The Database Connectivity Toolkit in LabVIEW requires a Microsoft Data Link file (UDL) to interface with a Microsoft Access database. UDL files can also be used to connect with other database types, such as SQL. How do I create a Microsoft Data Link file with a .udl extension in order to do this?

Solution

The way a UDL file is initially created depends on your Windows installation. This can be checked from the Folder shortcut menu.

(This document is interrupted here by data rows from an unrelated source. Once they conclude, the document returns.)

//! Tile grid compliance test helpers.
//!
//! These functions verify that a [`TileGrid`] satisfies the invariants
//! its neighbour and ordering queries promise. Reused across every
//! topology / edge behavior combination in the grid tests.

use crate::edge::EdgeBehavior;
use crate::grid::TileGrid;
use indexmap::IndexSet;
use tessel_core::Topology;

/// Assert that `b in neighbours(a)` implies `a in neighbours(b)`.
pub fn assert_neighbours_symmetric(grid: &TileGrid) {
    for cell in grid.canonical_ordering() {
        for (_, nb) in grid.neighbours(cell).expect("in-bounds cell") {
            let back = grid.neighbours(nb).expect("neighbour is in bounds");
            assert!(
                back.iter().any(|&(_, p)| p == cell),
                "neighbour symmetry violated: {nb} in N({cell}) but {cell} not in N({nb})"
            );
        }
    }
}

/// Assert that no cell has more neighbours than its topology allows and
/// that every neighbour is in bounds.
pub fn assert_neighbour_count_bounded(grid: &TileGrid) {
    let max = grid.topology().neighbour_count();
    for cell in grid.canonical_ordering() {
        let n = grid.neighbours(cell).expect("in-bounds cell");
        assert!(n.len() <= max, "{cell} has {} neighbours, max {max}", n.len());
        for (d, nb) in n {
            assert!(grid.contains(nb), "{d} neighbour {nb} of {cell} is out of bounds");
        }
    }
}

/// Assert that neighbours come back in the topology's direction order.
pub fn assert_neighbours_in_direction_order(grid: &TileGrid) {
    let order = grid.topology().directions();
    for cell in grid.canonical_ordering() {
        let dirs: Vec<_> = grid
            .neighbours(cell)
            .expect("in-bounds cell")
            .iter()
            .map(|&(d, _)| d)
            .collect();
        let expected: Vec<_> = order.iter().copied().filter(|d| dirs.contains(d)).collect();
        assert_eq!(dirs, expected, "direction order broken at {cell}");
    }
}

/// Assert that `direction_between` inverts `neighbour` on checkerboard
/// grids where no neighbour is clamped or aliased by a narrow wrap.
pub fn assert_checkerboard_inverse(grid: &TileGrid) {
    if grid.topology() != Topology::Checkerboard
        || grid.edge_behavior() == EdgeBehavior::Clamp
        || grid.width() < 3
        || grid.height() < 3
    {
        return;
    }
    for cell in grid.canonical_ordering() {
        for (d, nb) in grid.neighbours(cell).expect("in-bounds cell") {
            assert_eq!(
                grid.direction_between(cell, nb),
                Ok(d),
                "direction_between({cell}, {nb}) != {d}"
            );
        }
    }
}

/// Assert that two calls to `canonical_ordering` return the same result.
pub fn assert_canonical_ordering_deterministic(grid: &TileGrid) {
    let a = grid.canonical_ordering();
    let b = grid.canonical_ordering();
    assert_eq!(a, b, "canonical_ordering is non-deterministic");
}

/// Assert that `canonical_ordering` returns exactly `cell_count` unique
/// points and that `canonical_rank` indexes into it.
pub fn assert_canonical_ordering_complete(grid: &TileGrid) {
    let ordering = grid.canonical_ordering();
    assert_eq!(
        ordering.len(),
        grid.cell_count(),
        "canonical_ordering length ({}) != cell_count ({})",
        ordering.len(),
        grid.cell_count()
    );
    let unique: IndexSet<_> = ordering.iter().collect();
    assert_eq!(
        unique.len(),
        grid.cell_count(),
        "canonical_ordering has duplicates"
    );
    for (i, &p) in ordering.iter().enumerate() {
        assert_eq!(grid.canonical_rank(p), Some(i), "canonical_rank({p})");
    }
}

/// Run all compliance checks on a grid.
pub fn run_full_compliance(grid: &TileGrid) {
    assert_neighbours_symmetric(grid);
    assert_neighbour_count_bounded(grid);
    assert_neighbours_in_direction_order(grid);
    assert_checkerboard_inverse(grid);
    assert_canonical_ordering_deterministic(grid);
    assert_canonical_ordering_complete(grid);
}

  1. Right-click on the Desktop or in the folder where you want to create the file.
  2. Select New, then Text Document (or Microsoft Data Link if you have that option)
    1. If Microsoft Data Link was selected, your UDL file is created.
  3. Give the Text Document any name with a .udl extension ("Show file extensions" must be enabled in folder options).
  4. A window will pop up warning that "If you change a filename extension, the file may become unusable. Are you sure you want to change it?" Select Yes.

Additional Information

Once you have a Microsoft Data Link file, you need to link the UDL file to an Access database to use it with your application.
 

  1. Open Access. Select Blank Access Database, and click OK.
  2. In the File New Database window, save the Database in a location of your choice with any .mdb or .accdb extension name.
  3. At this point you can close Access (just remember where you saved the database).
  4. Go back to the UDL file that was created previously and double-click it (this is where a link to the Access database is created).
  5. Click the Provider tab. For .mdb files, select Microsoft Jet 4.0 OLE DB Provider. For .accdb files, select Microsoft Office 12.0 Access Database Engine OLE DB Provider
    NOTE: If you are using a 64 bit Windows operating system, the provider tab will not show the Microsoft Jet 4.0 OLE DB Provider or Microsoft Office 12.0 Access Database Engine OLE DB Provider.  This is because they are 32 bit database providers. To make 32 bit providers display in the Provider tab, follow these steps:
    1. Navigate to Start>>All Programs>>Accessories>>Command Prompt
    2. Type the following command: C:\Windows\syswow64\rundll32.exe "C:\Program Files (x86)\Common Files\System\Ole DB\oledb32.dll", OpenDSLFile C:\test.udl, where C:\test.udl is the file path to the UDL file you have created. This will open the UDL file.
    3. Click the Provider tab, the 32 bit database providers should now show.
  6. Click the Connection tab. Navigate to the .mdb or .accdb Access Database that was created in step 2. Now, the UDL file is ready to be used in LabVIEW.  You can also use a relative path to the UDL file if you will be moving files and don't want to manually edit the UDL file each time you move the files.
 

 


If you see an error that reads Provider cannot be found. Ensure that the provider has been installed properly, you can try opening the file manually and editing its contents to work with your database.
 


    1. Right click on your UDL file and select Open With>>Notepad.
    2. Write the contents of your UDL file without using the Microsoft Data Link Configuration Tool.
    3. You can use the following resource to understand the file syntax. External Link: The Connection Strings Reference.

Here is an example to open a .accdb file without authentication:

[oledb]
; Everything after this line is an OLE DB initstring
Provider=Microsoft.ACE.OLEDB.12.0;
Data Source=C:\Users\Public\Documents\Database.accdb;
Persist Security Info=False;


Where Data Source is the path to the database.